Symboliquement, Éphraïm représente
l’institution : Éphraïm
signifie « fécondité ». La bénédiction, la croissance et la prospérité sont
visibles. Cette structure visible, organisée, protège le peuple de Dieu contre les
attaques extérieures. Comme l’Église institutionnelle, Éphraïm est un puissant rempart
: il garde les règles de la foi, transmet la tradition des hommes, et sert de
cadre solide pour que le peuple et la doctrine puissent subsister. Quant à Juda qui est la tribu royale, celle de David
et, plus tard, celle du Messie, le psaume dit : « Juda
est mon sceptre », c’est
l’image du pouvoir et de l’autorité promu par le Saint-Esprit.
Juda
symbolise la puissance spirituelle, l’autorité divine qui gouverne et
conduit le peuple. Alors une question demeure, dont on connait déjà la réponse :
Ephraïm et Juda marchent-ils ensemble d’un même pas ? Le sceptre est-il à
l’intérieur des remparts ? L’Eglise des nations a-t-elle reçu le sceptre
de Juda ? A-t-elle réellement laissé le Saint-Esprit gouverner les assemblées ?
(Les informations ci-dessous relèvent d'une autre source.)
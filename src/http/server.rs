//! HTTP server setup and configuration.
//!
//! # Responsibilities
//! - Fold the route table and chains into one endpoint
//! - Hand every request to that endpoint through an Axum fallback
//! - Serve plain HTTP or TLS until shutdown is signalled

use std::net::SocketAddr;
use std::sync::Arc;
use std::time::Duration;

use axum::extract::{Request, State};
use axum::response::Response;
use axum_server::tls_rustls::RustlsConfig;
use tokio::net::TcpListener;
use tokio::sync::broadcast;

use crate::handlers::AppState;
use crate::http::context::Context;
use crate::http::middleware::Endpoint;
use crate::http::routes::routes;

/// In-flight requests get this long to finish once TLS shutdown starts.
const TLS_DRAIN: Duration = Duration::from_secs(10);

/// HTTP server for the application.
pub struct HttpServer {
    app: axum::Router,
}

impl HttpServer {
    /// Build the server. Chains and routes are folded once, here.
    pub fn new(state: Arc<AppState>) -> Self {
        let app = Self::build_router(routes(&state));
        Self { app }
    }

    fn build_router(pipeline: Arc<dyn Endpoint>) -> axum::Router {
        axum::Router::new().fallback(dispatch).with_state(pipeline)
    }

    /// Serve plain HTTP on `listener` until `shutdown` fires.
    pub async fn run(
        self,
        listener: TcpListener,
        mut shutdown: broadcast::Receiver<()>,
    ) -> Result<(), std::io::Error> {
        let addr = listener.local_addr()?;
        tracing::info!(address = %addr, "HTTP server starting");

        let app = self.app.into_make_service_with_connect_info::<SocketAddr>();
        axum::serve(listener, app)
            .with_graceful_shutdown(async move {
                let _ = shutdown.recv().await;
                tracing::info!("Shutdown signal received");
            })
            .await?;

        tracing::info!("HTTP server stopped");
        Ok(())
    }

    /// Serve HTTPS on `addr` until `shutdown` fires.
    pub async fn run_tls(
        self,
        addr: SocketAddr,
        tls: RustlsConfig,
        mut shutdown: broadcast::Receiver<()>,
    ) -> Result<(), std::io::Error> {
        tracing::info!(address = %addr, "HTTPS server starting");

        let handle = axum_server::Handle::new();
        let on_shutdown = handle.clone();
        tokio::spawn(async move {
            let _ = shutdown.recv().await;
            tracing::info!("Shutdown signal received");
            on_shutdown.graceful_shutdown(Some(TLS_DRAIN));
        });

        axum_server::bind_rustls(addr, tls)
            .handle(handle)
            .serve(self.app.into_make_service_with_connect_info::<SocketAddr>())
            .await?;

        tracing::info!("HTTPS server stopped");
        Ok(())
    }
}

/// Axum fallback: every request enters the pipeline here.
async fn dispatch(State(pipeline): State<Arc<dyn Endpoint>>, request: Request) -> Response {
    pipeline.call(Context::new(request)).await
}
//! Metrics collection and exposition.
//!
//! # Metrics
//! - `http_requests_total` (counter): requests by method and status
//! - `http_request_duration_seconds` (histogram): latency distribution
//! - `sessions_swept_total` (counter): expired session records removed
//!
//! Recording is a no-op until a recorder is installed, so tests and
//! metrics-disabled deployments pay nothing.

use std::net::SocketAddr;
use std::time::Instant;

use metrics_exporter_prometheus::PrometheusBuilder;

/// Install the Prometheus exporter listening on `addr`.
pub fn init_metrics(addr: SocketAddr) {
    match PrometheusBuilder::new().with_http_listener(addr).install() {
        Ok(()) => tracing::info!(address = %addr, "Metrics exporter listening"),
        Err(e) => tracing::error!(address = %addr, error = %e, "Failed to install metrics exporter"),
    }
}

/// Record a completed request.
pub fn record_request(method: &str, status: u16, start: Instant) {
    let labels = [
        ("method", method.to_string()),
        ("status", status.to_string()),
    ];
    metrics::counter!("http_requests_total", &labels).increment(1);
    metrics::histogram!("http_request_duration_seconds", &labels)
        .record(start.elapsed().as_secs_f64());
}

/// Record a session sweep.
pub fn record_sessions_swept(count: usize) {
    metrics::counter!("sessions_swept_total").increment(count as u64);
}
//! Security subsystem.
//!
//! # Data Flow
//! ```text
//! Dynamic route (session already loaded):
//!     → csrf.rs (issue token; reject unsafe methods without a match)
//!     → auth.rs Authenticate (session → AuthState)
//!     → auth.rs RequireAuthentication / RequireGuest (protected / guest routes)
//!     → handler
//! ```
//!
//! # Design Decisions
//! - Fail closed: a failed check never reaches the handler
//! - No trust in client input: redirect targets are validated before use

pub mod auth;
pub mod csrf;

pub use auth::{AuthState, Authenticate, RequireAuthentication, RequireGuest};
pub use csrf::CsrfGuard;
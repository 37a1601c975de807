//! Structured logging.
//!
//! `RUST_LOG` wins when set; otherwise the configured level applies to this
//! crate and `warn` to everything else.

use tracing_subscriber::{layer::SubscriberExt, util::SubscriberInitExt, EnvFilter};

/// Install the global tracing subscriber.
pub fn init_tracing(log_level: &str) {
    let fallback = format!("snippetbox={},tower_http={},warn", log_level, log_level);
    tracing_subscriber::registry()
        .with(EnvFilter::try_from_default_env().unwrap_or_else(|_| fallback.into()))
        .with(tracing_subscriber::fmt::layer())
        .init();
}
use std::sync::Arc;

use axum::http::StatusCode;
use axum::response::{IntoResponse, Redirect, Response};
use serde::{Deserialize, Serialize};

use crate::error::AppError;
use crate::handlers::{form_value, render, set_flash, template_data, AppState};
use crate::http::context::Context;
use crate::models::SnippetId;
use crate::templates::SnippetView;
use crate::validator::{max_chars, not_blank, permitted_value, Validator};

const EXPIRY_DAYS: [i64; 3] = [1, 7, 365];

#[derive(Debug, Default, Deserialize, Serialize)]
#[serde(default)]
pub struct SnippetCreateForm {
    pub title: String,
    pub content: String,
    pub expires: i64,
}

impl SnippetCreateForm {
    fn validate(&self) -> Validator {
        let mut v = Validator::default();
        v.check_field(not_blank(&self.title), "title", "This field cannot be blank");
        v.check_field(
            max_chars(&self.title, 100),
            "title",
            "This field cannot be more than 100 characters long",
        );
        v.check_field(not_blank(&self.content), "content", "This field cannot be blank");
        v.check_field(
            permitted_value(&self.expires, &EXPIRY_DAYS),
            "expires",
            "This field must equal 1, 7 or 365",
        );
        v
    }
}

/// Only positive integers name a snippet.
fn parse_id(raw: Option<&str>) -> Option<SnippetId> {
    raw?.parse::<SnippetId>().ok().filter(|id| *id > 0)
}

pub async fn snippet_view(state: Arc<AppState>, cx: Context) -> Result<Response, AppError> {
    let id = parse_id(cx.param("id")).ok_or(AppError::NotFound)?;
    let snippet = state.snippets.get(id).await?;

    let mut data = template_data(&cx);
    data.snippet = Some(SnippetView::from(snippet));
    render(&state, StatusCode::OK, "view", &data)
}

pub async fn snippet_create(state: Arc<AppState>, cx: Context) -> Result<Response, AppError> {
    let form = SnippetCreateForm {
        expires: 365,
        ..Default::default()
    };

    let mut data = template_data(&cx);
    data.form = Some(form_value(&form, &Validator::default())?);
    render(&state, StatusCode::OK, "create", &data)
}

pub async fn snippet_create_post(state: Arc<AppState>, mut cx: Context) -> Result<Response, AppError> {
    let form: SnippetCreateForm = cx.take_form().await?;

    let v = form.validate();
    if !v.valid() {
        let mut data = template_data(&cx);
        data.form = Some(form_value(&form, &v)?);
        return render(&state, StatusCode::UNPROCESSABLE_ENTITY, "create", &data);
    }

    let id = state
        .snippets
        .insert(&form.title, &form.content, form.expires)
        .await?;
    set_flash(&cx, "Snippet successfully created!")?;

    Ok(Redirect::to(&format!("/snippet/view/{}", id)).into_response())
}

#[cfg(test)]
mod tests {
    use super::*;

    #[test]
    fn ids_must_be_positive_integers() {
        assert_eq!(parse_id(Some("1")), Some(1));
        assert_eq!(parse_id(Some("42")), Some(42));
        for bad in ["-1", "0", "1.23", "foo", ""] {
            assert_eq!(parse_id(Some(bad)), None, "{:?}", bad);
        }
        assert_eq!(parse_id(None), None);
    }

    #[test]
    fn create_form_rules() {
        let ok = SnippetCreateForm {
            title: "O snail".into(),
            content: "Climb Mount Fuji".into(),
            expires: 7,
        };
        assert!(ok.validate().valid());

        let bad = SnippetCreateForm {
            title: "x".repeat(101),
            content: " ".into(),
            expires: 30,
        };
        let v = bad.validate();
        assert_eq!(v.field_errors["title"], "This field cannot be more than 100 characters long");
        assert_eq!(v.field_errors["content"], "This field cannot be blank");
        assert_eq!(v.field_errors["expires"], "This field must equal 1, 7 or 365");
    }
}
Les pharaons des assemblées ont-ils laissé agir librement la puissance, la
transformation et l’autorité spirituelle qui vient du Saint-Esprit ?
Malheureusement la puissance
spirituelle s’est détachée de ses remparts. La tradition et la convoitise a
chassé le sceptre divin, la véritable puissance. Mais, l’union se
fera. Une part seulement d’Ephraïm sera rajouté au bois de Juda, nous dit le
livre d’Ezéchiel 37 :19
Les fils
de Joseph sont tombés comme l’Eglise institution dans la confusion. Confondant
leurs propres structures avec Dieu lui-même, servant l’Eglise au lieu de servir
Christ.
Ainsi,
comme l’Égypte peut être à la fois une bénédiction et un piège, l’Église peut
être un lieu de sécurité et de bénédictions en même temps qu’un carcan
religieux oppressant, si elle n’est pas conduite pleinement par l’Esprit.
Je
conclurai en affirmant que la position de l’Egypte, comme celle des fils de
Joseph et d’Asnath est un témoignage de plus
qu’il n’y a pas de peuple plus saint qu’un autre ou plus a même à être rejeté.
Le péché, comme la miséricorde entre par des portes différentes dans une même
maison. Tout n’est pas blanc ou noir et cela nous pousse encore et toujours à
plus d’humilité, de mesure, de compassion, et de pardon envers tous.